| Title |
Test
Find
Pattern Title
|
| Expression |
([\d\w-.]+?\.(a[cdefgilmnoqrstuwz]|b[abdefghijmnorstvwyz]|c[acdfghiklmnoruvxyz]|d[ejkmnoz]|e[ceghrst]|f[ijkmnor]|g[abdefghilmnpqrstuwy]|h[kmnrtu]|i[delmnoqrst]|j[emop]|k[eghimnprwyz]|l[abcikrstuvy]|m[acdghklmnopqrstuvwxyz]|n[acefgilopruz]|om|p[aefghklmnrstwy]|qa|r[eouw]|s[abcdeghijklmnortuvyz]|t[cdfghjkmnoprtvwz]|u[augkmsyz]|v[aceginu]|w[fs]|y[etu]|z[amw]|aero|arpa|biz|com|coop|edu|info|int|gov|mil|museum|name|net|org|pro)(\b|\W(?<!&|=)(?!\.\s|\.{3}).*?))(\s|$) |
| Description |
This will find URLs in plain text. With or without protocol. It matches against all toplevel domains to find the URL in the text. |
| Matches |
http://www.website.com/index.html | www.website.com | website.com |
| Non-Matches |
Works in all my tests. Does not capture protocol. |
| Author |
Rating:
James Johnston
|
| Source |
Modified, can't remember original source |
| Your Rating |
|
Title: This does not work
Name: JohnC
Date: 11/20/2008 2:14:35 AM
Comment:
This does not work at all. Very few of the regular expressions on this site do.

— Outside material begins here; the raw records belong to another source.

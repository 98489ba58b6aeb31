use smallvec::SmallVec;

use crate::{Orbit, OrbitKind, StateError};

/// Permutation cycle of slots within one orbit.
///
/// Applying the cycle moves the sticker in `indices[i]` to `indices[i + 1]`,
/// and the sticker in the last slot back to the first.
#[derive(Debug, Clone, PartialEq, Eq, Hash)]
pub struct Cycle {
    /// Orbit that the indices refer to.
    pub kind: OrbitKind,
    /// Slot indices within the orbit.
    pub indices: SmallVec<[u16; 4]>,
}

impl Cycle {
    /// Constructs a cycle.
    pub fn new(kind: OrbitKind, indices: impl IntoIterator<Item = u16>) -> Self {
        Self {
            kind,
            indices: indices.into_iter().collect(),
        }
    }

    /// Returns the number of slots in the cycle.
    pub fn len(&self) -> usize {
        self.indices.len()
    }

    /// Returns whether the cycle has no slots.
    pub fn is_empty(&self) -> bool {
        self.indices.is_empty()
    }
}

/// Checks that `cycle` can be applied to `orbit` without mutating anything.
///
/// Returns `false` if applying the cycle has no effect, which is the case for
/// a cycle of length 1 or a cycle for a different orbit kind.
pub fn validate_on_orbit(cycle: &Cycle, orbit: Option<&Orbit>) -> Result<bool, StateError> {
    let kind = cycle.kind;
    if cycle.is_empty() {
        return Err(StateError::EmptyCycle { kind });
    }
    if cycle.len() == 1 {
        log::debug!("ignoring cycle of length 1 on {kind} orbit");
        return Ok(false);
    }

    let orbit = orbit.ok_or(StateError::MissingOrbit { kind })?;
    let len = orbit.slots().len();
    if len == 0 {
        return Err(StateError::EmptyOrbit { kind });
    }
    if orbit.kind() != kind {
        log::trace!("ignoring cycle for {kind} on {} orbit", orbit.kind());
        return Ok(false);
    }
    if let Some(&index) = cycle.indices.iter().find(|&&i| usize::from(i) >= len) {
        return Err(StateError::SlotOutOfRange { kind, index, len });
    }

    Ok(true)
}

/// Applies `cycle` to `orbit` in place.
///
/// A cycle of length 1 or a cycle for a different orbit kind has no effect.
/// If the cycle is invalid, `orbit` is left unchanged.
pub fn apply_on_orbit(cycle: &Cycle, orbit: Option<&mut Orbit>) -> Result<(), StateError> {
    if validate_on_orbit(cycle, orbit.as_deref())? {
        if let Some(orbit) = orbit {
            rotate_unchecked(cycle, orbit);
        }
    }
    Ok(())
}

/// Rotates slot contents along `cycle`. The cycle must already have passed
/// [`validate_on_orbit()`].
pub(crate) fn rotate_unchecked(cycle: &Cycle, orbit: &mut Orbit) {
    let slots = orbit.slots_mut();
    for i in (1..cycle.len()).rev() {
        slots.swap(
            usize::from(cycle.indices[i]),
            usize::from(cycle.indices[i - 1]),
        );
    }
}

Title: James Johnstons url regex
Name: DC
Date: 6/24/2008 10:54:01 PM
Comment:
Works on almost all my tests except ftp://myname@host.dom/%2Fetc/motd
prospero://host.dom//pros/name
Title: Ok... I got it.
Name: James Johnston
Date: 3/1/2005 11:03:43 PM
Comment:
I understand. Thanks. I appreciate the help. :)
It includes all TLDs but how do I exclude certain matches?
I've noticed that if a jpeg image is listed in the text it matches the .jp part of the extension and thinks it's a URL.
Title: Whuh? {1} DOES NOTHING, GET IT?
Name: Randal L. Schwartz
Date: 3/1/2005 9:37:50 PM
Comment:
You still have {1} there. It DOES NOTHING WASTE THREE CHARACTERS OF YOUR REGEX.
Get it? {1} is useless. Pointless. Always.
a matches 1 a
a{1} matches 1 a
Same exact thing
Get it?
Title: Updated...
Name: James Johnston
Date: 3/1/2005 2:16:24 PM
Comment:
There... updated it. :)
That should be better.
Title: Sorry... :]
Name: James Johnston
Date: 3/1/2005 2:00:50 PM
Comment:
Thanks for the suggestion about the PERL "URI::Find".
I'm new to regexps and this worked in my tests.
I didn't see a regexp on this site that did exactly what I wanted. I did notice the error with the second {1} after I'd already posted this. The last part of the regexp should be "coop){1}[:/]?.*?)(\s|$)" would also remove the need for the regexp to be followed by a newline or space.
Is there a way to change my post?
Title: Bad
Name: Randal L. Schwartz
Date: 3/1/2005 7:00:05 AM
Comment:
First off, the {1} do absolutely nothing except take up three characters (twice!). Second, this is case sensitive. Third, you should probably look at the Perl "URI::Find" module to see how to do it right.